**Requirement**
Return all lines of the listing below that carry the word "important".

**Supplied data**

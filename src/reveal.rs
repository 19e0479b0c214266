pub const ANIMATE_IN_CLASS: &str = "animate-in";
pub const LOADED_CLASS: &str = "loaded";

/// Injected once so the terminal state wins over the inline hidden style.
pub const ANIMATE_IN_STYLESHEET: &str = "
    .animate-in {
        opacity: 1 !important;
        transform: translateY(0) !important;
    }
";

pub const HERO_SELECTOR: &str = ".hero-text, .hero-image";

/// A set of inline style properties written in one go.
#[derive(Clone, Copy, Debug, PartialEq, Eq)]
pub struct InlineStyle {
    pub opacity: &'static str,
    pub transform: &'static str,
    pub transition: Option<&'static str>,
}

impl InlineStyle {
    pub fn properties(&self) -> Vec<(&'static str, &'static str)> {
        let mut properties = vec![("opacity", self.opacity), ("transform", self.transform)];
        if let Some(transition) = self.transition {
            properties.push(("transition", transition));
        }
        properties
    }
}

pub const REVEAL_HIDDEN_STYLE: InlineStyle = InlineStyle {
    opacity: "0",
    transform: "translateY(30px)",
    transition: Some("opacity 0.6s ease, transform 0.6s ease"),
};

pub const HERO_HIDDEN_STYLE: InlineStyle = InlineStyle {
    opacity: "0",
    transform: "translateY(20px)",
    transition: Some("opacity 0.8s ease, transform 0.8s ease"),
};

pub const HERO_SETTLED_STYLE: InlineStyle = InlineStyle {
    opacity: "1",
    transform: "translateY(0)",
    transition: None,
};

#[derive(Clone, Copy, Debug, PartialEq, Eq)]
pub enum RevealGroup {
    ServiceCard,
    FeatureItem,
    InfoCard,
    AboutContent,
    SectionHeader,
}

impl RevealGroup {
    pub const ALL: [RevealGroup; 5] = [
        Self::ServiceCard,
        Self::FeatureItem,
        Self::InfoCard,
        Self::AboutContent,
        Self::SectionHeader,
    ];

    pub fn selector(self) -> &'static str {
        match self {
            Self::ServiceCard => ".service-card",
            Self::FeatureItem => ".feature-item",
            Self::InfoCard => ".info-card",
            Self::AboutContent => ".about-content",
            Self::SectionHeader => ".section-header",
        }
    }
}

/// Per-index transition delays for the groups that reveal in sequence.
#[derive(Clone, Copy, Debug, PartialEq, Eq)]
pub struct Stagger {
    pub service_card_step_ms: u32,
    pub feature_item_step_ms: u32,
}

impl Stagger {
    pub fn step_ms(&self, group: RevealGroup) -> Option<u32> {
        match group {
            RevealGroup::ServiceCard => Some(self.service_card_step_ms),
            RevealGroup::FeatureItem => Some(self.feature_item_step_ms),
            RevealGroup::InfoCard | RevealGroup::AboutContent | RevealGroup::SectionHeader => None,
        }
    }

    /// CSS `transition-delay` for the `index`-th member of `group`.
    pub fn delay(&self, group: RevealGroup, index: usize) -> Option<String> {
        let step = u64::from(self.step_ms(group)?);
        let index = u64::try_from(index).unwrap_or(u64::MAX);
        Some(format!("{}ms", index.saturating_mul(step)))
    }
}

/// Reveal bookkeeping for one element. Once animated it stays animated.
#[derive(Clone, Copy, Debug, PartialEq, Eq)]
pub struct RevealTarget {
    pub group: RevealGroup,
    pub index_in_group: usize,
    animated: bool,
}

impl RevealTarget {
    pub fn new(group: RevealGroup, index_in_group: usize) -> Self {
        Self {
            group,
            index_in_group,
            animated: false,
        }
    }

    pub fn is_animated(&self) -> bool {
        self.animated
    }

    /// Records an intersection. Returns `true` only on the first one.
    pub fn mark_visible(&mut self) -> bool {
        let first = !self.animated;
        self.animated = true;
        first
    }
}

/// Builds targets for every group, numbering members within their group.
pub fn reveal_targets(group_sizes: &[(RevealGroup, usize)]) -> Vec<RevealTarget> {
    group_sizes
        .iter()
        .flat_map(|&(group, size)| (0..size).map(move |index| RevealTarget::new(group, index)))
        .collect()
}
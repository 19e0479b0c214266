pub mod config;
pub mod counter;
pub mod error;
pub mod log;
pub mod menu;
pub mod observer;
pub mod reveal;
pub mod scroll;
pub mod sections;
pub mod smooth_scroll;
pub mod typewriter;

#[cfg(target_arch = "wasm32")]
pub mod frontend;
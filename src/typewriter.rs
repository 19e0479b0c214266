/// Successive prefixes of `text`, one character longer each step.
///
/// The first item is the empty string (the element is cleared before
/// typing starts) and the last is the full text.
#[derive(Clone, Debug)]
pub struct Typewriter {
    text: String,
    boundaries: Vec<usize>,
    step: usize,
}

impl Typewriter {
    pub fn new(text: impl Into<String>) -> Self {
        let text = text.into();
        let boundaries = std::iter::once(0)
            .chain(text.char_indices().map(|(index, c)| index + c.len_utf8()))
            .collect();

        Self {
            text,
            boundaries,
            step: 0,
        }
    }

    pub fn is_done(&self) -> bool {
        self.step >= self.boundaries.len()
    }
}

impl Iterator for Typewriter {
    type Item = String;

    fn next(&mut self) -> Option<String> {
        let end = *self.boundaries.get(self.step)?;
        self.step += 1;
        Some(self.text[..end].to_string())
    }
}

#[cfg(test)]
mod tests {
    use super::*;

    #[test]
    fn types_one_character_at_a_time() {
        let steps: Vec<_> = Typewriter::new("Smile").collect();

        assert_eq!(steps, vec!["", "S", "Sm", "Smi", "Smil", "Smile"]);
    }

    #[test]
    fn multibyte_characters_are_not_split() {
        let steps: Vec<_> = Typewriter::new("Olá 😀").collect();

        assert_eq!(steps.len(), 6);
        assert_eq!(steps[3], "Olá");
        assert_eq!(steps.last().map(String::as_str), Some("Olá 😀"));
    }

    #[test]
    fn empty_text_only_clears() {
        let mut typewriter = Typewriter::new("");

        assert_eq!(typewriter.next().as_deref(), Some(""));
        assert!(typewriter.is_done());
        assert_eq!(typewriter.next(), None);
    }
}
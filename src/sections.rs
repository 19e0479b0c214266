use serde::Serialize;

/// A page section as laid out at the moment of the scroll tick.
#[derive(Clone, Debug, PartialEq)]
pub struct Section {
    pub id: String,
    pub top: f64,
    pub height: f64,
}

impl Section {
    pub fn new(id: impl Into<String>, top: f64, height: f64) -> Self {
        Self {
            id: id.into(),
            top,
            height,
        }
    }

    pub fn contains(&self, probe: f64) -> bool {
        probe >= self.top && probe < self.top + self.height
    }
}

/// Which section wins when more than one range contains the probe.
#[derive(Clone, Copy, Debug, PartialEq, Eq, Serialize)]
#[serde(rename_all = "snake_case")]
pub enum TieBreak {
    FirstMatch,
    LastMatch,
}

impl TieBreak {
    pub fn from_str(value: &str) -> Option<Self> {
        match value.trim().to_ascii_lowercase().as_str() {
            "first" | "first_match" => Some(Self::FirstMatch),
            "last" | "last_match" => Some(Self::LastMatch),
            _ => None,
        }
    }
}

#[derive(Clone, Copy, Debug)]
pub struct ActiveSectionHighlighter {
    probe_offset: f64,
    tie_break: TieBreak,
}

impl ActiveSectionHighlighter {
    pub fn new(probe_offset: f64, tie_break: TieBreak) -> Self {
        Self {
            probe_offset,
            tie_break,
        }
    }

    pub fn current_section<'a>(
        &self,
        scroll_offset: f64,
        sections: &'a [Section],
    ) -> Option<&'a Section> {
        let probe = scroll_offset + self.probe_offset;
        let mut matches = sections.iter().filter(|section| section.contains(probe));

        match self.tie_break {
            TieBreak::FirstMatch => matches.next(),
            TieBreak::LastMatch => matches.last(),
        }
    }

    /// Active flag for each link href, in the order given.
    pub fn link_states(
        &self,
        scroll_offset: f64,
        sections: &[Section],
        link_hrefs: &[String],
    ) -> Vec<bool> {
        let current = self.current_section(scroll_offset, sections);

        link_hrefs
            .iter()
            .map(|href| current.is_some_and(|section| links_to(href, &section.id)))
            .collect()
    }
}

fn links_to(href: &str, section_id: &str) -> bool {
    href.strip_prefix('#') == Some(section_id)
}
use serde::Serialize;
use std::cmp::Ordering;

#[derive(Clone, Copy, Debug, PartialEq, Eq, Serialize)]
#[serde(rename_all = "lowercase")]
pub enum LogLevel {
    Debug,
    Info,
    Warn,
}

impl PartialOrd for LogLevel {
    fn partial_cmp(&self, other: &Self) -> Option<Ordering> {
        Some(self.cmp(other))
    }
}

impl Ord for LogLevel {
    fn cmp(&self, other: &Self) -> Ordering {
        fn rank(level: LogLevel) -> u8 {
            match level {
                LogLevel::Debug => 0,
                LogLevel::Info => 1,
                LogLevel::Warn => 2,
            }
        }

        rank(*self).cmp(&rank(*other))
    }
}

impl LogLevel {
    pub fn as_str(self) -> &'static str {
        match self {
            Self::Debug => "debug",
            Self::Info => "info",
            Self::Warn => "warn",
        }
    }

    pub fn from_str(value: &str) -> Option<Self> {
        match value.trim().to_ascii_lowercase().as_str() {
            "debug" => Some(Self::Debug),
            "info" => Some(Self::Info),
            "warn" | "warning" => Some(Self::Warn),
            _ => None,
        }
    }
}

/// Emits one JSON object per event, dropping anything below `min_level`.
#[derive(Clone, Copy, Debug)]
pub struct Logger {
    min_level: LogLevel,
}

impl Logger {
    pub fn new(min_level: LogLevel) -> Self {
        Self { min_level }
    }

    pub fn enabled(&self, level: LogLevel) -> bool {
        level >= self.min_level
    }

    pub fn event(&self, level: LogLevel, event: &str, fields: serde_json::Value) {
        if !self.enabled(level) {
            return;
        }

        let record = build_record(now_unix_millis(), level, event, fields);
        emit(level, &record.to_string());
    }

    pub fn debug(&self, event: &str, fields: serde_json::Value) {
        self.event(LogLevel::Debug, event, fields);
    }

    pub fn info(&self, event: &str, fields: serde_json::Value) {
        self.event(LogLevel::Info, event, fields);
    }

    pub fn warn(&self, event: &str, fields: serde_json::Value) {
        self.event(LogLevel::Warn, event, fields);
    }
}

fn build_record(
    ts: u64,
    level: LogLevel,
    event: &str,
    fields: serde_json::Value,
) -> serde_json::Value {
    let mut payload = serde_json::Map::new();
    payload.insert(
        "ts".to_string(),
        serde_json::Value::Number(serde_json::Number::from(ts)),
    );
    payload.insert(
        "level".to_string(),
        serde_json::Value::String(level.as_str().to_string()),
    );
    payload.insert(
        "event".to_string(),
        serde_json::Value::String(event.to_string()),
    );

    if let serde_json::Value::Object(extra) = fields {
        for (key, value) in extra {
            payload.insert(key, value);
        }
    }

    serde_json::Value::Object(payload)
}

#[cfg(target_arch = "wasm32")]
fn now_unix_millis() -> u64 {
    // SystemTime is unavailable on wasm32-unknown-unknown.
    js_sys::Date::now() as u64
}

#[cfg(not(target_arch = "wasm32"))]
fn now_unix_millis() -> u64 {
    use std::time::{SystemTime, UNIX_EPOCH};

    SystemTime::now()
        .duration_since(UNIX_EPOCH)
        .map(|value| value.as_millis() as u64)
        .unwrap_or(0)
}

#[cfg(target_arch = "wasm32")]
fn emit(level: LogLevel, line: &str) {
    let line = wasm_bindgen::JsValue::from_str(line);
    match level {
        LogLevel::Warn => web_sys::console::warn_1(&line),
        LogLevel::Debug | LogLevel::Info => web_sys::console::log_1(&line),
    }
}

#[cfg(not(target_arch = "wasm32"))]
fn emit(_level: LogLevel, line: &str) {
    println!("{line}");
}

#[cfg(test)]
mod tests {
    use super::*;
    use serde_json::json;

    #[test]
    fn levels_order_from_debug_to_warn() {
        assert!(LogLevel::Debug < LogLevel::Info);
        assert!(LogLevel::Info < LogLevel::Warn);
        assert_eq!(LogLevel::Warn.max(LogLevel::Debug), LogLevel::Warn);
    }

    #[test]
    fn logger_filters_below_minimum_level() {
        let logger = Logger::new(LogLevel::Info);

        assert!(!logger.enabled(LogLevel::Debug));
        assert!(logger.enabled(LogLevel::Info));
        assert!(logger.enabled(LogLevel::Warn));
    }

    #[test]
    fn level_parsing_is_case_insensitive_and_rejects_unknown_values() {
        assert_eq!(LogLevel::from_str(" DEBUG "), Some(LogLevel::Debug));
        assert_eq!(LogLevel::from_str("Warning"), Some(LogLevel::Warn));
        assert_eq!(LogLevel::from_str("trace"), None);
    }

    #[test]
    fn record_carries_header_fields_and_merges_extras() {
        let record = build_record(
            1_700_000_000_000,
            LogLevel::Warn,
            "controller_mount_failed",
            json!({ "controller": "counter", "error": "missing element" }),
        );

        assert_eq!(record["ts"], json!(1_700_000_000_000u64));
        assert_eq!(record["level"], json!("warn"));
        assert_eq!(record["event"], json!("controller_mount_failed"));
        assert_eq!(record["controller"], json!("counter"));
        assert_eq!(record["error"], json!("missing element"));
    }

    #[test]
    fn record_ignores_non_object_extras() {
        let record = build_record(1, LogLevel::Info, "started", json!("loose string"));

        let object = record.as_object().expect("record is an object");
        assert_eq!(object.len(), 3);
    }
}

**Worked solution**
        opacity: 1 !important;
        transform: translateY(0) !important;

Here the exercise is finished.